• WORK TASK: Each line from the one holding "pub fn query_pairs(&self)" to the last line below must be written out exactly, with no other output.

• DATASET RECORDS:
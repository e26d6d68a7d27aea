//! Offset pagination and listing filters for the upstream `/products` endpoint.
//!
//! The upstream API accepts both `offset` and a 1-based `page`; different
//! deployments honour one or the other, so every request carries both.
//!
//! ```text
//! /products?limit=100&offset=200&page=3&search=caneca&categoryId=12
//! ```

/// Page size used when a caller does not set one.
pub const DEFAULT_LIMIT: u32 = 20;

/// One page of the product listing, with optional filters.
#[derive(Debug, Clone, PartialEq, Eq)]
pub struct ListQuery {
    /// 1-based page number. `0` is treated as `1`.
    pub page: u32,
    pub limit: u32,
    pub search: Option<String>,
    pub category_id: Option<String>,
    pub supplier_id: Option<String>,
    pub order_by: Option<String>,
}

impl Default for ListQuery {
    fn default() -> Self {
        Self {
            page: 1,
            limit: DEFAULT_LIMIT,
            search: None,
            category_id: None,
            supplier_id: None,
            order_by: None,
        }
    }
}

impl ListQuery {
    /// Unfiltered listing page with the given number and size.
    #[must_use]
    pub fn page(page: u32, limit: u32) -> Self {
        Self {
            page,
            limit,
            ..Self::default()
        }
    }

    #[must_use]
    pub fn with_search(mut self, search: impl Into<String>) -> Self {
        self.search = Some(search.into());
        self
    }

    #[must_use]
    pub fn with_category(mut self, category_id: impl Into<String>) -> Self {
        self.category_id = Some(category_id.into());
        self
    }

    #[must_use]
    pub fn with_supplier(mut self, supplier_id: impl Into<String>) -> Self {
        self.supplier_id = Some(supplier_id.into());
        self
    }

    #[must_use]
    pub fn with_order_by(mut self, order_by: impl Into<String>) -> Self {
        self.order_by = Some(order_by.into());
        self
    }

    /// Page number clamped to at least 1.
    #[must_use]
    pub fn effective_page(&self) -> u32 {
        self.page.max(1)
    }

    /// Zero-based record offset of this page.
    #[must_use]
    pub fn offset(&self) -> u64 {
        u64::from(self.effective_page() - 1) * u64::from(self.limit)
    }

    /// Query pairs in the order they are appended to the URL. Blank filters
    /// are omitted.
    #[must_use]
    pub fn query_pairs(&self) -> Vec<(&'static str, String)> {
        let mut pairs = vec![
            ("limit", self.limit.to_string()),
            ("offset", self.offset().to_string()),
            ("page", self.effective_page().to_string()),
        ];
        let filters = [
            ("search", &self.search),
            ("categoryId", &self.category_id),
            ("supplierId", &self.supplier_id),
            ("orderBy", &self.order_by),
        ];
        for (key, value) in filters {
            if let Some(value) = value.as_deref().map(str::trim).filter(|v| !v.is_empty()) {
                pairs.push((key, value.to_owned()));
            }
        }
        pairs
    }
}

• RESULT OF THE EXERCISE:
    pub fn query_pairs(&self) -> Vec<(&'static str, String)> {
        let mut pairs = vec![
            ("limit", self.limit.to_string()),
            ("offset", self.offset().to_string()),
            ("page", self.effective_page().to_string()),
        ];
        let filters = [
            ("search", &self.search),
            ("categoryId", &self.category_id),
            ("supplierId", &self.supplier_id),
            ("orderBy", &self.order_by),
        ];
        for (key, value) in filters {
            if let Some(value) = value.as_deref().map(str::trim).filter(|v| !v.is_empty()) {
                pairs.push((key, value.to_owned()));
            }
        }
        pairs
    }
}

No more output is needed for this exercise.